> WHAT YOU WILL DO: Your task is to give the number of lines below that contain "WorldVersion". Give no other text.
[[ RECORDS TO PROCESS, beginning ]]
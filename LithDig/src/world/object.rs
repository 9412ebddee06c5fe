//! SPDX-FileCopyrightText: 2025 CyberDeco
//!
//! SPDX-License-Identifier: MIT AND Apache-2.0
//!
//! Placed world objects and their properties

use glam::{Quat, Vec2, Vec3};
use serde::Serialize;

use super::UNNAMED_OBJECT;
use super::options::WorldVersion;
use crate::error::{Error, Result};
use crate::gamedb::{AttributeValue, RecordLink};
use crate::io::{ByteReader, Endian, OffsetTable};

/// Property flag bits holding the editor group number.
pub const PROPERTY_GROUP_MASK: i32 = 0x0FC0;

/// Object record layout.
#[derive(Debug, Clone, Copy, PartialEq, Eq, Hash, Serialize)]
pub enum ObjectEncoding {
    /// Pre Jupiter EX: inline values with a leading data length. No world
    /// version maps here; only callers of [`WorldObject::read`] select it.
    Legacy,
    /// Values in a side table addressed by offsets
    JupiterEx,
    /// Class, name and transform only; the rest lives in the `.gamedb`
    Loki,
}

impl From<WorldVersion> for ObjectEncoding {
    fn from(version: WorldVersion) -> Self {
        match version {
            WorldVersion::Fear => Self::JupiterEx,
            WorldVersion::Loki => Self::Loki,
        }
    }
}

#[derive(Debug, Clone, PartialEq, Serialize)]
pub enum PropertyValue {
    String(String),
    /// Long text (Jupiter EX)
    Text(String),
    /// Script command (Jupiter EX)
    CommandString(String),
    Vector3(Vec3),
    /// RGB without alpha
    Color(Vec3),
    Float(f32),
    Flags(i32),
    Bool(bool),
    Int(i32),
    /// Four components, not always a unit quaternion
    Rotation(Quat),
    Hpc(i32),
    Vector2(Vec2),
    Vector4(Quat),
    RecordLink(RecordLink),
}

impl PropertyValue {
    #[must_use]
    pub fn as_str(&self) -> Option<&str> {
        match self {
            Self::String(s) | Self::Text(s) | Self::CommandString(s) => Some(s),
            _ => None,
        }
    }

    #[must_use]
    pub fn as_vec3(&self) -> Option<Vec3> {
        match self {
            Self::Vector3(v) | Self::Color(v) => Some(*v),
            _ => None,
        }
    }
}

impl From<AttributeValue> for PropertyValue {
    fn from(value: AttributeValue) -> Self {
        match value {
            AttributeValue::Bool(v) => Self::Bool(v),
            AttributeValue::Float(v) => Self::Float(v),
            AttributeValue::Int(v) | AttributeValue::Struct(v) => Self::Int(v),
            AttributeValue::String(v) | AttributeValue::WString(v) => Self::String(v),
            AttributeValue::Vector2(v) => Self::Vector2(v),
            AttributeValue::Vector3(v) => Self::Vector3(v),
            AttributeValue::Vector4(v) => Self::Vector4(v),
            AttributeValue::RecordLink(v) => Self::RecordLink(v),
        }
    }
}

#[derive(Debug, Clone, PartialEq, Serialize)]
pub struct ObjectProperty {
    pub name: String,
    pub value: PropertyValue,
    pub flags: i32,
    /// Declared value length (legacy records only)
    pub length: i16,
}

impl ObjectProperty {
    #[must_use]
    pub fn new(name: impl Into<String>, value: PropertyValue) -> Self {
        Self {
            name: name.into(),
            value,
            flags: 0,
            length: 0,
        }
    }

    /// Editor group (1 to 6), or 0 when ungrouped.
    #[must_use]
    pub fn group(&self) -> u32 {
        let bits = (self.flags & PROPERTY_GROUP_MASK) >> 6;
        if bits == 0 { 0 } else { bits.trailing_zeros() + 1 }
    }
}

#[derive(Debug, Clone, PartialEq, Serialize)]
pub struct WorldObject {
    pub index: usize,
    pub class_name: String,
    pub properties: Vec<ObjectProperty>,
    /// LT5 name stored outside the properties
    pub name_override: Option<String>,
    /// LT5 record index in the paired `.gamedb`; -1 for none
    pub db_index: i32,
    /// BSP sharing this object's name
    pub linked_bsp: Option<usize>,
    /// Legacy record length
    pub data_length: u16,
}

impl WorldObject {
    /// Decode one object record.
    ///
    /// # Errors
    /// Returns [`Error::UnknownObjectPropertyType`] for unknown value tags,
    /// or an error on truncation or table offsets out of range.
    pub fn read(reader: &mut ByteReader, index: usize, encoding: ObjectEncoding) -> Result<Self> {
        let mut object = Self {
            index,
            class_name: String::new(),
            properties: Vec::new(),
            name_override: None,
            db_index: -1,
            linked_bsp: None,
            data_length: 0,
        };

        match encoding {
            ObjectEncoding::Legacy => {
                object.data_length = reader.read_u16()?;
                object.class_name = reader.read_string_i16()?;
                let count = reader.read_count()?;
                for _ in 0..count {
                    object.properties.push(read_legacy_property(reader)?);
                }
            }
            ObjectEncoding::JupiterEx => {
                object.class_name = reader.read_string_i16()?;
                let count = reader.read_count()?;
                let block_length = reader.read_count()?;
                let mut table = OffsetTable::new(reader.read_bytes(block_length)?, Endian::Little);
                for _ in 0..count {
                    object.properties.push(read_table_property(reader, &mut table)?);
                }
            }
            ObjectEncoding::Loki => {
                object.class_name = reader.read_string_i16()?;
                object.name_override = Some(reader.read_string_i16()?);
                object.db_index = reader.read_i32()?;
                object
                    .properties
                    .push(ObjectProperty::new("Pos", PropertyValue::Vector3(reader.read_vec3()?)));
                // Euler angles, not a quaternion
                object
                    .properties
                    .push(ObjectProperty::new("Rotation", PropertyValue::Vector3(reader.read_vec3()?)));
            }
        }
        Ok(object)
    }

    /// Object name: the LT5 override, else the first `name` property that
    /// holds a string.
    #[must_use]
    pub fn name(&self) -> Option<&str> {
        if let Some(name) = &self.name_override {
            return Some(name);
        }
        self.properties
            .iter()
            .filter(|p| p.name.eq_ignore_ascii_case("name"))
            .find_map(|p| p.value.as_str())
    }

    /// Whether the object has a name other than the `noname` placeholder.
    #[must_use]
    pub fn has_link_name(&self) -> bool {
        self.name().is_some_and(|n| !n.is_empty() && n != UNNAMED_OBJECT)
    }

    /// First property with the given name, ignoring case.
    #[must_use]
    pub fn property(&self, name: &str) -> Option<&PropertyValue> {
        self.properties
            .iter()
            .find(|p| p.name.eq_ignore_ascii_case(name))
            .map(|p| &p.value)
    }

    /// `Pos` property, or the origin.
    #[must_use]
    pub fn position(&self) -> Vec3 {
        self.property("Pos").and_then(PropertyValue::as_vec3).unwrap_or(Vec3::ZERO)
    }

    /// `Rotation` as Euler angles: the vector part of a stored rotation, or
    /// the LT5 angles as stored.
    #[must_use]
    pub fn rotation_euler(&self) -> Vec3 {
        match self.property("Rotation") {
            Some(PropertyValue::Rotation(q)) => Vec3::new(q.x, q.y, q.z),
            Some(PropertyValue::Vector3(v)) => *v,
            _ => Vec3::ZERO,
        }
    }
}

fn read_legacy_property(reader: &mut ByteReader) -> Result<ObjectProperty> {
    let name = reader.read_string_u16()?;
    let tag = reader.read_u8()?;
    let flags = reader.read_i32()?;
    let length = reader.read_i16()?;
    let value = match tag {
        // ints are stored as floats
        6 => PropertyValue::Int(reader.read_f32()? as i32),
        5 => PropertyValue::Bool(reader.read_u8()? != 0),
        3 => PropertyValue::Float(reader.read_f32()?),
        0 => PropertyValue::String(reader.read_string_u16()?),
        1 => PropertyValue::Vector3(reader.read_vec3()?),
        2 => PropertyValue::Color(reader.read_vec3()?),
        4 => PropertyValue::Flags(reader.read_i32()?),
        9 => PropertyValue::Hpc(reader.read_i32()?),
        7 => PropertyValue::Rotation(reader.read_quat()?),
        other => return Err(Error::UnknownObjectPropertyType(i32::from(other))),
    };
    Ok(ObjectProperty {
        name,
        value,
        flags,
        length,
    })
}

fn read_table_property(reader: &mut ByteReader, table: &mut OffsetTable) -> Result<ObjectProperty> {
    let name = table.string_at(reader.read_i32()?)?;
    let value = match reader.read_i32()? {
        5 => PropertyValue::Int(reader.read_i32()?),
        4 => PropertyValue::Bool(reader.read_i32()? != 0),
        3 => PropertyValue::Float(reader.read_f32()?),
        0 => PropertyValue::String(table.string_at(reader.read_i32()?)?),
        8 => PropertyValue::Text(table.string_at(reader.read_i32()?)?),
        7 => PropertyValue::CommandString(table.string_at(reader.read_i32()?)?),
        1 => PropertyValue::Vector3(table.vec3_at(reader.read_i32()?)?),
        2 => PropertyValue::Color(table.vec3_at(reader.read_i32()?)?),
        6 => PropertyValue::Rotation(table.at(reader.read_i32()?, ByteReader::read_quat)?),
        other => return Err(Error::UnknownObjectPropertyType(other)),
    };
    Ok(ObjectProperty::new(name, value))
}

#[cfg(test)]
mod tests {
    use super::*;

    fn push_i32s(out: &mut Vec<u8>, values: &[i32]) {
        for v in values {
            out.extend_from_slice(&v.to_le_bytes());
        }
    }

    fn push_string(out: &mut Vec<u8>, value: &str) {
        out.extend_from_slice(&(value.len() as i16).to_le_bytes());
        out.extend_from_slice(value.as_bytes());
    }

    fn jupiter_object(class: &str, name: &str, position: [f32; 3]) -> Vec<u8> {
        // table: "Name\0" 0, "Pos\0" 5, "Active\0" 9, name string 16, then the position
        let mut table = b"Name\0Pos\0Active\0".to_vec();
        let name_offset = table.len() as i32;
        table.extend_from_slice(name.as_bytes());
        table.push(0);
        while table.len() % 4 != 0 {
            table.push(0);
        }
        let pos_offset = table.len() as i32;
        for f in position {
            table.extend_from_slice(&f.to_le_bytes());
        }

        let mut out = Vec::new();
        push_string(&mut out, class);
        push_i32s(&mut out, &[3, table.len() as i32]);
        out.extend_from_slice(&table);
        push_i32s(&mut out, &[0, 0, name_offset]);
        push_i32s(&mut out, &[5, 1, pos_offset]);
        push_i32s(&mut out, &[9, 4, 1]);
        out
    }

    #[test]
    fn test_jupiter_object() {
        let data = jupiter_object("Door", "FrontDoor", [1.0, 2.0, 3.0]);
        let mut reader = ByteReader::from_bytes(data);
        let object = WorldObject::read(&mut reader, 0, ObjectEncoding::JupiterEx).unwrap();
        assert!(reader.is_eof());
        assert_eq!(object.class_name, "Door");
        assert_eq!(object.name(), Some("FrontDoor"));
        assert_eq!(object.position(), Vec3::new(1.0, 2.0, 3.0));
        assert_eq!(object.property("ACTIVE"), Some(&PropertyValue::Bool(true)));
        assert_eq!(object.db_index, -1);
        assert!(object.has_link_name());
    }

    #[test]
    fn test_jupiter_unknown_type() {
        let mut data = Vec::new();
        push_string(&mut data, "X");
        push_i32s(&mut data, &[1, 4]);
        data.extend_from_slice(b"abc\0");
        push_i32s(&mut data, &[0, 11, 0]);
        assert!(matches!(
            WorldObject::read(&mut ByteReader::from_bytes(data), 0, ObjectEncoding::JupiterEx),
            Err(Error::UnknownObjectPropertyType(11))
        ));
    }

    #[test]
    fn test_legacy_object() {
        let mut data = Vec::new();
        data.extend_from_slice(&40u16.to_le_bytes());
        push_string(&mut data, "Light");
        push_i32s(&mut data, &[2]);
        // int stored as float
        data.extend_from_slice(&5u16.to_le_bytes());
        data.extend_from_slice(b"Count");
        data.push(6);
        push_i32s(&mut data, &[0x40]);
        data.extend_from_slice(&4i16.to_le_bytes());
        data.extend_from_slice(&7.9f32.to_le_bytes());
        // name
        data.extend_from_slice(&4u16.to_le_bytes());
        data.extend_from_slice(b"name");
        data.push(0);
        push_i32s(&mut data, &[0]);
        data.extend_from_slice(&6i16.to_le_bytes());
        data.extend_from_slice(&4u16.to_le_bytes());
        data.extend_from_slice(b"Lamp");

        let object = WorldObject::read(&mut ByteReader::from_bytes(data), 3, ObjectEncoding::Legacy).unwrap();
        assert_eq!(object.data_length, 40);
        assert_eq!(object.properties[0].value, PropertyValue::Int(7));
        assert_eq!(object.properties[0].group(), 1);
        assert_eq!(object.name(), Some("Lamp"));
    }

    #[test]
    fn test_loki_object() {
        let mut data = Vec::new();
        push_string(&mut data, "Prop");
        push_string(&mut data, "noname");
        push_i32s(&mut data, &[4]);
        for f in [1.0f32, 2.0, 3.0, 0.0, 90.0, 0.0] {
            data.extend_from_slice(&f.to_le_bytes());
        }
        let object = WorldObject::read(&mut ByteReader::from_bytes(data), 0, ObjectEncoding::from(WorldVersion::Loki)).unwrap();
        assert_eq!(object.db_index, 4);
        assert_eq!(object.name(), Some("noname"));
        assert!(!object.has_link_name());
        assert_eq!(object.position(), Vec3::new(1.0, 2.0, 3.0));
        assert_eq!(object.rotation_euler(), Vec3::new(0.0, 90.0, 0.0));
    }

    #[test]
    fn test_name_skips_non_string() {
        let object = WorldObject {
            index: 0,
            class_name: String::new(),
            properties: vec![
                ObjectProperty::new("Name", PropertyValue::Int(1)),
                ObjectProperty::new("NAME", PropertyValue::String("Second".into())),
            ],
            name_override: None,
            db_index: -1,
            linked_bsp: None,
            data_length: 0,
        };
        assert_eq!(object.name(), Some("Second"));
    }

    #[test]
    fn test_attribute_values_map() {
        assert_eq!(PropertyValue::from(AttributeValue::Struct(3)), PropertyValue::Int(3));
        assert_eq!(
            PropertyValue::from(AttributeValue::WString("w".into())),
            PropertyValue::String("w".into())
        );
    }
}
[[ RECORDS TO PROCESS, end ]]
> EXERCISE ANSWER: 6